2) Do try out Emma’s. It is really a nice restaurant and the price for lunch is super reasonable (around US$30 for a good meal). I highly recommend the fried cod tongue as the starter. It tastes like the fish meat so nothing offensive. Emma (the owner) was nice enough to split our starter into 3 separate portions so that we could share the food. The service was great and Emma came over to chat with us and we made friends with Emma. We find the lunch so good that we decided to go back for dinner for the next evening which is more expensive. For dinner, do try the dried cod (super yummy) as it is one of the signature Norwegian dishes. The steam cod loin and fried Char was good too.

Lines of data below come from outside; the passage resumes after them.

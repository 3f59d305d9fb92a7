//! Domain types for internship postings and the sheet rows that hold them.
//!
//! The order of [`Field::ALL`] is a frozen contract: it is the visible column
//! order of the sheet and the composition order of every identity key.
//! Reordering it changes every key ever computed.

use std::fmt;

use serde::{Deserialize, Serialize};

/// Marker the README uses for "same company as the previous row".
pub const CONTINUATION_MARKER: &str = "↳";

/// Number of visible columns managed in the sheet (A..G).
pub const COLUMN_COUNT: usize = Field::ALL.len();

// ---------------------------------------------------------------------------
// Field
// ---------------------------------------------------------------------------

/// A named column of a posting.
#[derive(Debug, Clone, Copy, PartialEq, Eq, Hash, Serialize, Deserialize)]
pub enum Field {
    Company,
    Role,
    Location,
    ApplicationLink,
    DatePosted,
    Recruiters,
    Notes,
}

impl Field {
    /// Every field in visible column order.
    pub const ALL: [Field; 7] = [
        Field::Company,
        Field::Role,
        Field::Location,
        Field::ApplicationLink,
        Field::DatePosted,
        Field::Recruiters,
        Field::Notes,
    ];

    /// Identity fields, in core-key order.
    pub const IDENTITY: [Field; 5] = [
        Field::Company,
        Field::Role,
        Field::Location,
        Field::ApplicationLink,
        Field::DatePosted,
    ];

    /// Identity fields that survive a re-dated listing.
    pub const LISTING: [Field; 4] = [
        Field::Company,
        Field::Role,
        Field::Location,
        Field::ApplicationLink,
    ];

    /// Human-owned annotation fields.
    pub const ANNOTATIONS: [Field; 2] = [Field::Recruiters, Field::Notes];

    /// Header label written to row 1 of the sheet.
    pub fn label(self) -> &'static str {
        match self {
            Field::Company => "Company",
            Field::Role => "Role",
            Field::Location => "Location",
            Field::ApplicationLink => "Application/Link",
            Field::DatePosted => "Date Posted",
            Field::Recruiters => "Recruiters",
            Field::Notes => "Notes",
        }
    }

    /// Whether `label` names this field, ignoring case, spacing and punctuation.
    ///
    /// `"ApplicationLink"`, `"application / link"` and `"Application/Link"`
    /// all match [`Field::ApplicationLink`].
    pub fn matches_label(self, label: &str) -> bool {
        squash(label) == squash(self.label())
    }

    pub fn is_annotation(self) -> bool {
        matches!(self, Field::Recruiters | Field::Notes)
    }

    /// Zero-based column position.
    pub fn column(self) -> usize {
        self as usize
    }
}

impl fmt::Display for Field {
    fn fmt(&self, f: &mut fmt::Formatter<'_>) -> fmt::Result {
        self.label().fmt(f)
    }
}

fn squash(label: &str) -> String {
    label
        .chars()
        .filter(|c| c.is_alphanumeric())
        .flat_map(char::to_lowercase)
        .collect()
}

/// The header row in visible column order.
pub fn header_row() -> Vec<String> {
    Field::ALL.iter().map(|f| f.label().to_string()).collect()
}

// ---------------------------------------------------------------------------
// Posting
// ---------------------------------------------------------------------------

/// A single internship posting.
///
/// Values are stored exactly as displayed; normalization only happens when
/// keys are derived.
#[derive(Debug, Clone, Default, PartialEq, Eq, Serialize, Deserialize)]
pub struct Posting {
    #[serde(rename = "Company")]
    pub company: String,
    #[serde(rename = "Role")]
    pub role: String,
    #[serde(rename = "Location")]
    pub location: String,
    #[serde(rename = "Application/Link")]
    pub application_link: String,
    #[serde(rename = "Date Posted")]
    pub date_posted: String,
    #[serde(rename = "Recruiters", default)]
    pub recruiters: String,
    #[serde(rename = "Notes", default)]
    pub notes: String,
}

impl Posting {
    /// Build a posting from its identity fields; annotations start empty.
    pub fn new(
        company: impl Into<String>,
        role: impl Into<String>,
        location: impl Into<String>,
        application_link: impl Into<String>,
        date_posted: impl Into<String>,
    ) -> Self {
        Self {
            company: company.into(),
            role: role.into(),
            location: location.into(),
            application_link: application_link.into(),
            date_posted: date_posted.into(),
            recruiters: String::new(),
            notes: String::new(),
        }
    }

    pub fn with_annotations(
        mut self,
        recruiters: impl Into<String>,
        notes: impl Into<String>,
    ) -> Self {
        self.recruiters = recruiters.into();
        self.notes = notes.into();
        self
    }

    pub fn get(&self, field: Field) -> &str {
        match field {
            Field::Company => &self.company,
            Field::Role => &self.role,
            Field::Location => &self.location,
            Field::ApplicationLink => &self.application_link,
            Field::DatePosted => &self.date_posted,
            Field::Recruiters => &self.recruiters,
            Field::Notes => &self.notes,
        }
    }

    pub fn set(&mut self, field: Field, value: impl Into<String>) {
        let slot = match field {
            Field::Company => &mut self.company,
            Field::Role => &mut self.role,
            Field::Location => &mut self.location,
            Field::ApplicationLink => &mut self.application_link,
            Field::DatePosted => &mut self.date_posted,
            Field::Recruiters => &mut self.recruiters,
            Field::Notes => &mut self.notes,
        };
        *slot = value.into();
    }

    /// Build a posting from positional cells in visible column order.
    ///
    /// Missing trailing cells default to the empty string; cells beyond the
    /// managed columns are ignored.
    pub fn from_cells<S: AsRef<str>>(cells: &[S]) -> Self {
        let mut posting = Posting::default();
        for (field, cell) in Field::ALL.iter().zip(cells) {
            posting.set(*field, cell.as_ref());
        }
        posting
    }

    /// Cells in visible column order.
    pub fn to_cells(&self) -> Vec<String> {
        Field::ALL.iter().map(|f| self.get(*f).to_string()).collect()
    }

    /// True when every visible field is empty or whitespace.
    pub fn is_blank(&self) -> bool {
        Field::ALL.iter().all(|f| self.get(*f).trim().is_empty())
    }
}

// ---------------------------------------------------------------------------
// Sheet rows
// ---------------------------------------------------------------------------

/// A 1-based sheet row number. Row 1 is the header.
#[derive(
    Debug, Clone, Copy, Default, PartialEq, Eq, PartialOrd, Ord, Hash, Serialize, Deserialize,
)]
pub struct RowIndex(pub usize);

impl RowIndex {
    pub const HEADER: RowIndex = RowIndex(1);
    pub const FIRST_DATA: RowIndex = RowIndex(2);

    /// This row shifted down by `rows`.
    pub fn shifted(self, rows: usize) -> RowIndex {
        RowIndex(self.0 + rows)
    }
}

impl fmt::Display for RowIndex {
    fn fmt(&self, f: &mut fmt::Formatter<'_>) -> fmt::Result {
        self.0.fmt(f)
    }
}

impl From<usize> for RowIndex {
    fn from(n: usize) -> Self {
        Self(n)
    }
}

/// A posting as currently persisted in the sheet.
#[derive(Debug, Clone, PartialEq, Eq)]
pub struct SheetRow {
    pub index: RowIndex,
    pub posting: Posting,
}

// ---------------------------------------------------------------------------
// Tests
// ---------------------------------------------------------------------------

I was pleasantly surprised that Emma told her staff to give us free sparkling wine (saw that only our table has it). So it is always great to make more friends haha! Do make a reservation beforehand as it is a pretty popular restaurant.

emma
3) For cakes and coffee, Eli’s cafe is a nice one. They serve sandwiches too and I love their scrimps and salmon bagel.

Eli

 

Accommodation:
I stayed at Viking Hotel Tromso. It is a simple 3 stars hotel, nothing fancy. The room is like the usual Norwegian standard, very small (and I stress again the “very”) but clean. It is slightly a little walk from the city centre (though not too far), around 5 minutes walk to tourist information center and 10 minutes walk to the Rica Ishavs Hotel which is the meet-up point for most tours. The one good thing about the hotel is that it served free waffles and hot drinks in the lobby for afternoon tea. I will recommend this place if you are just looking for a clean room to sleep without hurting your pockets.